Phenotypic and proteomic genetic associations

Population stratification covariates were added for linear and logistic regression models. Significant phenotypic genetic associations were selected with P-value < 0.05 and significant quantitative trait loci associations were selected with FDR controlled at 0.05.

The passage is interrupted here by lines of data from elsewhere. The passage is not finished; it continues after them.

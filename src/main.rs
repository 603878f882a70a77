//! Archway server binary

use clap::Parser;
use std::sync::Arc;
use tracing::{error, info, warn};
use tracing_subscriber::{layer::SubscriberExt, util::SubscriberInitExt};

use archway::actions::{
    ActionRegistry, ArchiveUrlAction, MetadataForSubjectAction, SaveMetadataAction,
};
use archway::crawl::{ArchiveRequestLog, CrawlOrchestrator, MemoryArchiveLog, UrlPolicy};
use archway::db::{MongoArchiveLog, MongoClient, MongoMetadataStore, SubprimerPolicy};
use archway::ledger::{Ledger, MemoryMetadataStore, MetadataStore};
use archway::server::{self, AppState, Hub};
use archway::store::{ContentStore, MemoryContentStore};
use archway::Args;

#[tokio::main]
async fn main() -> anyhow::Result<()> {
    // Load environment variables from .env file if present
    let _ = dotenvy::dotenv();

    let args = Args::parse();

    let filter = tracing_subscriber::EnvFilter::try_from_default_env()
        .unwrap_or_else(|_| format!("archway={},info", args.log_level).into());
    let registry = tracing_subscriber::registry().with(filter);
    if args.log_format == "json" {
        registry.with(tracing_subscriber::fmt::layer().json()).init();
    } else {
        registry.with(tracing_subscriber::fmt::layer()).init();
    }

    if let Err(e) = args.validate() {
        error!("{}", e);
        std::process::exit(1);
    }
    let algorithm = args.algorithm()?;

    info!("======================================");
    info!("  Archway - collaborative web archiving");
    info!("======================================");
    info!("Listen: {}", args.listen);
    info!("Mode: {}", if args.dev_mode { "DEVELOPMENT" } else { "PRODUCTION" });
    info!("MongoDB: {}", args.mongodb_uri);
    info!("Crawl mode: {:?}", args.crawl_mode);
    info!("Hash algorithm: {}", algorithm);
    info!("======================================");

    // MongoDB is mandatory in production; dev mode falls back to memory
    let mongo = match MongoClient::new(&args.mongodb_uri, &args.mongodb_db).await {
        Ok(client) => Some(client),
        Err(e) => {
            if args.dev_mode {
                warn!("MongoDB connection failed (dev mode, continuing in memory): {}", e);
                None
            } else {
                error!("MongoDB connection failed: {}", e);
                std::process::exit(1);
            }
        }
    };

    let records: Arc<dyn MetadataStore>;
    let policy: Arc<dyn UrlPolicy>;
    let audit: Arc<dyn ArchiveRequestLog>;
    match &mongo {
        Some(client) => {
            records = Arc::new(MongoMetadataStore::new(client).await?);
            policy = Arc::new(SubprimerPolicy::new(client).await?);
            audit = Arc::new(MongoArchiveLog::new(client).await?);
        }
        None => {
            let allow_list = args.allow_list();
            info!("Allow-list: {} pattern(s)", allow_list.patterns().len());
            records = Arc::new(MemoryMetadataStore::new());
            policy = Arc::new(allow_list);
            audit = Arc::new(MemoryArchiveLog::new());
        }
    }

    // TODO: network-backed ContentStore (HTTP fetch plus link extraction)
    warn!("Using in-process content store");
    let content: Arc<dyn ContentStore> = Arc::new(MemoryContentStore::new());

    let ledger = Arc::new(Ledger::new(records, algorithm).with_content_store(Arc::clone(&content)));
    let orchestrator = Arc::new(
        CrawlOrchestrator::new(args.crawl_config(), policy, audit, content)
            .with_ledger(Arc::clone(&ledger)),
    );

    let actions = ActionRegistry::new()
        .with(ArchiveUrlAction::new(orchestrator))
        .with(SaveMetadataAction::new(Arc::clone(&ledger)))
        .with(MetadataForSubjectAction::new(ledger));
    info!("Registered {} action handler(s)", actions.len());

    let (hub, hub_task) = Hub::spawn();
    let state = Arc::new(AppState::new(args, hub.clone(), actions));

    tokio::select! {
        result = server::run(state) => {
            if let Err(e) = result {
                error!("Server error: {}", e);
                hub.shutdown().await;
                return Err(e.into());
            }
        }
        _ = tokio::signal::ctrl_c() => {
            info!("Shutdown signal received");
        }
    }

    hub.shutdown().await;
    let _ = hub_task.await;
    info!("Archway stopped");
    Ok(())
}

Machine learning modelling

With ntree (number of decision trees) tuning from 400 to 1000 and mtry (number of variables sampled for each decision tree) tuning from 3 to 12, we utilised 10-fold cross-validation to tune parameters: number of trees and mtry with optimised prediction accuracy. A feature selection approach was performed for each training process using the mutual information between each protein and COPD subtypes. The number of optimised features was rounded to the square root of training set sample number.

Role of funders

The study sponsors had no role in the study design; in the collection, analysis, and interpretation of the data; in the writing of the report; and in the decision to submit the paper for publication.

Results

Clinical characteristics

Participants were classified into control, EPD, and NEPD groups based on spirometry and quantitative CT emphysema. Clinical and demographic characteristics are presented in Table 1 (COPDGene) and Supplemental Table S1 (SPIROMICS). A longer smoking history and worse lung function values were observed in EPD compared to participants with NEPD. The CONSORT diagram for COPD subtype proteomics analysis is shown in Fig. 1.

Table 1.

Clinical characteristics of control, and participants with emphysema-predominant COPD, and non-emphysema predominant COPD in the COPDGene cohort.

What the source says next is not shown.